Type 1 diabetic (T1D) patients are life-long dependent on insulin therapy to keep their blood glucose levels under control. An alternative cell-based therapy for exogenous insulin injections is clinical islet transplantation (CIT). Currently the widespread application of CIT is limited, due to risks associated with the life-long use of immunosuppressive drugs to prevent rejection of donor cells. An immunoprotective macroencapsulation device can protect allogeneic islet cells against the host immune system and allow exploring extrahepatic transplantation sites. We report on the characterization and creation of porous polyvinylidene fluoride (PVDF) membrane-based devices intended for islet and beta-cell transplantation. We hypothesize that by incorporating polyvinyl-pyrrolidone (PVP) into a PVDF solution the permeability of PVDF membranes for insulin and glucose can be improved by solvent-non solvent casting to create submicrometer porous films. We show that the use of water-soluble PVP, can significantly increase glucose diffusion through these membranes while still having the ability to block immune cells from migrating through these membranes.
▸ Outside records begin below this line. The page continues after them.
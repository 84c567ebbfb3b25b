//! Credential and response-classification types

use bridge_traits::HttpResponse;
use serde::{Deserialize, Serialize};
use serde_json::Value;
use std::fmt;

/// Opaque bearer credential.
///
/// `Debug` never prints the value; use [`Credential::as_str`] where the raw
/// token is genuinely needed (the `Authorization` header, storage).
#[derive(Clone, PartialEq, Eq, Hash, Serialize, Deserialize)]
#[serde(transparent)]
pub struct Credential(String);

impl Credential {
    pub fn new(token: impl Into<String>) -> Self {
        Self(token.into())
    }

    pub fn as_str(&self) -> &str {
        &self.0
    }

    pub fn is_empty(&self) -> bool {
        self.0.trim().is_empty()
    }
}

impl fmt::Debug for Credential {
    fn fmt(&self, f: &mut fmt::Formatter<'_>) -> fmt::Result {
        f.write_str("Credential([REDACTED])")
    }
}

impl From<String> for Credential {
    fn from(token: String) -> Self {
        Self(token)
    }
}

impl From<&str> for Credential {
    fn from(token: &str) -> Self {
        Self(token.to_string())
    }
}

/// Why a credential refresh did not produce a credential.
///
/// Cloned to every request that was waiting on the refresh, so all of them
/// report the same status and message.
#[derive(Debug, Clone, PartialEq, Eq)]
pub struct RefreshFailure {
    /// HTTP or envelope status, when the backend answered at all
    pub status: Option<u16>,
    pub message: String,
}

impl RefreshFailure {
    pub fn new(status: Option<u16>, message: impl Into<String>) -> Self {
        Self {
            status,
            message: message.into(),
        }
    }

    /// The refresh never reached the backend.
    pub fn transport(message: impl Into<String>) -> Self {
        Self::new(None, message)
    }

    /// The task driving the refresh went away before it settled.
    pub fn abandoned() -> Self {
        Self::new(None, "credential refresh was abandoned before completing")
    }

    /// The session the refresh belonged to ended before it returned.
    pub fn superseded() -> Self {
        Self::new(None, "session ended while the credential was being refreshed")
    }
}

impl fmt::Display for RefreshFailure {
    fn fmt(&self, f: &mut fmt::Formatter<'_>) -> fmt::Result {
        match self.status {
            Some(status) => write!(f, "{} (status {})", self.message, status),
            None => f.write_str(&self.message),
        }
    }
}

impl std::error::Error for RefreshFailure {}

/// Result of one refresh, as handed to every waiting request.
pub type RefreshOutcome = std::result::Result<Credential, RefreshFailure>;

/// What a response says about the credential it was sent with.
#[derive(Debug, Clone, Copy, PartialEq, Eq)]
pub enum AuthSignal {
    Clear,
    /// 401: missing or expired credential, recoverable by a refresh
    Unauthorized,
    /// 403: terminal for the session
    Forbidden,
}

impl AuthSignal {
    /// Classify by HTTP status or by the envelope's `statusCode` field.
    /// Forbidden wins when either source says 403.
    pub fn classify(response: &HttpResponse) -> Self {
        let envelope = envelope_status(&response.body);
        let says = |code: u16| response.status == code || envelope == Some(code);

        if says(403) {
            AuthSignal::Forbidden
        } else if says(401) {
            AuthSignal::Unauthorized
        } else {
            AuthSignal::Clear
        }
    }
}

/// `statusCode` of a JSON envelope body, accepting numbers and numeric strings.
pub fn envelope_status(body: &[u8]) -> Option<u16> {
    let value = parse_object(body)?;
    match value.get("statusCode")? {
        Value::Number(n) => n.as_u64().and_then(|n| u16::try_from(n).ok()),
        Value::String(s) => s.trim().parse().ok(),
        _ => None,
    }
}

/// `message` of a JSON envelope body. Arrays of messages are joined.
pub fn envelope_message(body: &[u8]) -> Option<String> {
    let value = parse_object(body)?;
    match value.get("message")? {
        Value::String(s) if !s.is_empty() => Some(s.clone()),
        Value::Array(items) => {
            let parts: Vec<&str> = items.iter().filter_map(Value::as_str).collect();
            (!parts.is_empty()).then(|| parts.join("; "))
        }
        _ => None,
    }
}

fn parse_object(body: &[u8]) -> Option<Value> {
    let first = body.iter().find(|b| !b.is_ascii_whitespace())?;
    if *first != b'{' {
        return None;
    }
    serde_json::from_slice::<Value>(body)
        .ok()
        .filter(Value::is_object)
}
Human donor islets loaded into devices made from these thin PVDF/PVP membranes showed a 92 ±  4% viability after 8 days similar to their free-floating counterparts. The glucose responsiveness of human donor islets encapsulated inside PVDF/PVP membrane-based devices was significantly improved compared to islets seeded in devices made from PVDF membranes without PVP, with a stimulation index of 3.2 for PVDF/PVP devices and 1.3 for PVDF-alone devices at day 8. Our data show that by addition of PVP as pore forming agent during membrane fabrication at a specific ratio the diffusion characteristics can be tuned such that human islet function in these closed macrodevices, can be kept at the same level as non-encapsulated islets, while the membrane can still serve as a protective barrier preventing the entry of primary human macrophages and damaging beta cells.